> [Task description] Could you print every entry below exactly as given?

---------- Data section ----------

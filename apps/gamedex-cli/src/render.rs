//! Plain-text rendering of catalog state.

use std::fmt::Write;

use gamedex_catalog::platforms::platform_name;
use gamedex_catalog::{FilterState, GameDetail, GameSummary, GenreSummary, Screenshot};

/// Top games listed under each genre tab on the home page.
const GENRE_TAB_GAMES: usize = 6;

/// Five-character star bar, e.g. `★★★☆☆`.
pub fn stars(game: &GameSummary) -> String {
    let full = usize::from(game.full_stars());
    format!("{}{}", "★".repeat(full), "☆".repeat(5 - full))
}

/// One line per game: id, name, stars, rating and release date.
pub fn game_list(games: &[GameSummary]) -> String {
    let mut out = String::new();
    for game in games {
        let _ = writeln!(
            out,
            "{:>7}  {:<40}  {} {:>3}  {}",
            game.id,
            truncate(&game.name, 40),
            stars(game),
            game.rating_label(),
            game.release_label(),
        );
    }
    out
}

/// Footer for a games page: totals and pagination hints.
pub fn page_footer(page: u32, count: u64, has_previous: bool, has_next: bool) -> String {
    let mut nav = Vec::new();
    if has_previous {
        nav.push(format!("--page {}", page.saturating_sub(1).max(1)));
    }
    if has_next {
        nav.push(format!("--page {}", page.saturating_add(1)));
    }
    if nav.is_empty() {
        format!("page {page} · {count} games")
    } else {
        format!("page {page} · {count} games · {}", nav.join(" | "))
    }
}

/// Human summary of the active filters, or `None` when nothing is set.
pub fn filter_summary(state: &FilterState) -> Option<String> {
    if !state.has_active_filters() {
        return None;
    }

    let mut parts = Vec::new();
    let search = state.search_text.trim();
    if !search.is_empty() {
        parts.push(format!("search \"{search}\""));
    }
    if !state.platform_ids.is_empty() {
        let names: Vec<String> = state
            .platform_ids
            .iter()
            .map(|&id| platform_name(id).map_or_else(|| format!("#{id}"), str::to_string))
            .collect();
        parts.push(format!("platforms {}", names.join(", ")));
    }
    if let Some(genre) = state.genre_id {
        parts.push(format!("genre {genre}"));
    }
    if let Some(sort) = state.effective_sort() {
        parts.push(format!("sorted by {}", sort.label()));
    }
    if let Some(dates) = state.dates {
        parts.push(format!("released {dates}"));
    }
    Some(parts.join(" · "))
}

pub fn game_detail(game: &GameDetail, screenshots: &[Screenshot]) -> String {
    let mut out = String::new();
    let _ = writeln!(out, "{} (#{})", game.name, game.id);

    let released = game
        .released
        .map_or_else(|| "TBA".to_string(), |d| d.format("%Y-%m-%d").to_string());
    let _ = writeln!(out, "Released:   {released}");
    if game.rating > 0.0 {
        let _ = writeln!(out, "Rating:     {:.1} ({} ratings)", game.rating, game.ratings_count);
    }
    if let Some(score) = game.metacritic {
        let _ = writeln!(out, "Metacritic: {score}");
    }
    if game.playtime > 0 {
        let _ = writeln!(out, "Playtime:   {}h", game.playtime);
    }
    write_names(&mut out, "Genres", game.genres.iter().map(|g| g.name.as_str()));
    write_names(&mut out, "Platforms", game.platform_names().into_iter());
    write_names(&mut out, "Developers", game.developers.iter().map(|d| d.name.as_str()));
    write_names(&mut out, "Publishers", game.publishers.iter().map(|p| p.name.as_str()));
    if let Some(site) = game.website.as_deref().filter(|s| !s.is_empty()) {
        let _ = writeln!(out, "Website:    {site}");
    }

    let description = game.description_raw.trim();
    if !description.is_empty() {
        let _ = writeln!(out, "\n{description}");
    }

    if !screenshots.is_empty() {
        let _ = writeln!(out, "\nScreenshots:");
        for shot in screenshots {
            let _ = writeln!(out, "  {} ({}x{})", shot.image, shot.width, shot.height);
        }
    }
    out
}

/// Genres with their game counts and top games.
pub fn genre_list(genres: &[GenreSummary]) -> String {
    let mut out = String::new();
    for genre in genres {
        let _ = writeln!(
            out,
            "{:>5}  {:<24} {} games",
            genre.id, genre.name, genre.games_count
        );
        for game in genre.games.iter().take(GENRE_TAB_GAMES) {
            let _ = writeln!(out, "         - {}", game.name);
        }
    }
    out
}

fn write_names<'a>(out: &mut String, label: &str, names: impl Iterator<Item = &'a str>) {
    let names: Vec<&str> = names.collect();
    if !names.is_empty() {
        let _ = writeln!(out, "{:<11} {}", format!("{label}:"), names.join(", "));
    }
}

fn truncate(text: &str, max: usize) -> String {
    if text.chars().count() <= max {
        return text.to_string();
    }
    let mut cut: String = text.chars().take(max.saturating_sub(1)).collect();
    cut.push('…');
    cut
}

----------

> [Answer box]
filename apps/gamedex-cli/src/render.rs
//! Plain-text rendering of catalog state.

use std::fmt::Write;

use gamedex_catalog::platforms::platform_name;
use gamedex_catalog::{FilterState, GameDetail, GameSummary, GenreSummary, Screenshot};

/// Top games listed under each genre tab on the home page.
const GENRE_TAB_GAMES: usize = 6;

/// Five-character star bar, e.g. `★★★☆☆`.
pub fn stars(game: &GameSummary) -> String {
    let full = usize::from(game.full_stars());
    format!("{}{}", "★".repeat(full), "☆".repeat(5 - full))
}

/// One line per game: id, name, stars, rating and release date.
pub fn game_list(games: &[GameSummary]) -> String {
    let mut out = String::new();
    for game in games {
        let _ = writeln!(
            out,
            "{:>7}  {:<40}  {} {:>3}  {}",
            game.id,
            truncate(&game.name, 40),
            stars(game),
            game.rating_label(),
            game.release_label(),
        );
    }
    out
}

/// Footer for a games page: totals and pagination hints.
pub fn page_footer(page: u32, count: u64, has_previous: bool, has_next: bool) -> String {
    let mut nav = Vec::new();
    if has_previous {
        nav.push(format!("--page {}", page.saturating_sub(1).max(1)));
    }
    if has_next {
        nav.push(format!("--page {}", page.saturating_add(1)));
    }
    if nav.is_empty() {
        format!("page {page} · {count} games")
    } else {
        format!("page {page} · {count} games · {}", nav.join(" | "))
    }
}

/// Human summary of the active filters, or `None` when nothing is set.
pub fn filter_summary(state: &FilterState) -> Option<String> {
    if !state.has_active_filters() {
        return None;
    }

    let mut parts = Vec::new();
    let search = state.search_text.trim();
    if !search.is_empty() {
        parts.push(format!("search \"{search}\""));
    }
    if !state.platform_ids.is_empty() {
        let names: Vec<String> = state
            .platform_ids
            .iter()
            .map(|&id| platform_name(id).map_or_else(|| format!("#{id}"), str::to_string))
            .collect();
        parts.push(format!("platforms {}", names.join(", ")));
    }
    if let Some(genre) = state.genre_id {
        parts.push(format!("genre {genre}"));
    }
    if let Some(sort) = state.effective_sort() {
        parts.push(format!("sorted by {}", sort.label()));
    }
    if let Some(dates) = state.dates {
        parts.push(format!("released {dates}"));
    }
    Some(parts.join(" · "))
}

pub fn game_detail(game: &GameDetail, screenshots: &[Screenshot]) -> String {
    let mut out = String::new();
    let _ = writeln!(out, "{} (#{})", game.name, game.id);

    let released = game
        .released
        .map_or_else(|| "TBA".to_string(), |d| d.format("%Y-%m-%d").to_string());
    let _ = writeln!(out, "Released:   {released}");
    if game.rating > 0.0 {
        let _ = writeln!(out, "Rating:     {:.1} ({} ratings)", game.rating, game.ratings_count);
    }
    if let Some(score) = game.metacritic {
        let _ = writeln!(out, "Metacritic: {score}");
    }
    if game.playtime > 0 {
        let _ = writeln!(out, "Playtime:   {}h", game.playtime);
    }
    write_names(&mut out, "Genres", game.genres.iter().map(|g| g.name.as_str()));
    write_names(&mut out, "Platforms", game.platform_names().into_iter());
    write_names(&mut out, "Developers", game.developers.iter().map(|d| d.name.as_str()));
    write_names(&mut out, "Publishers", game.publishers.iter().map(|p| p.name.as_str()));
    if let Some(site) = game.website.as_deref().filter(|s| !s.is_empty()) {
        let _ = writeln!(out, "Website:    {site}");
    }

    let description = game.description_raw.trim();
    if !description.is_empty() {
        let _ = writeln!(out, "\n{description}");
    }

    if !screenshots.is_empty() {
        let _ = writeln!(out, "\nScreenshots:");
        for shot in screenshots {
            let _ = writeln!(out, "  {} ({}x{})", shot.image, shot.width, shot.height);
        }
    }
    out
}

/// Genres with their game counts and top games.
pub fn genre_list(genres: &[GenreSummary]) -> String {
    let mut out = String::new();
    for genre in genres {
        let _ = writeln!(
            out,
            "{:>5}  {:<24} {} games",
            genre.id, genre.name, genre.games_count
        );
        for game in genre.games.iter().take(GENRE_TAB_GAMES) {
            let _ = writeln!(out, "         - {}", game.name);
        }
    }
    out
}

fn write_names<'a>(out: &mut String, label: &str, names: impl Iterator<Item = &'a str>) {
    let names: Vec<&str> = names.collect();
    if !names.is_empty() {
        let _ = writeln!(out, "{:<11} {}", format!("{label}:"), names.join(", "));
    }
}

fn truncate(text: &str, max: usize) -> String {
    if text.chars().count() <= max {
        return text.to_string();
    }
    let mut cut: String = text.chars().take(max.saturating_sub(1)).collect();
    cut.push('…');
    cut
}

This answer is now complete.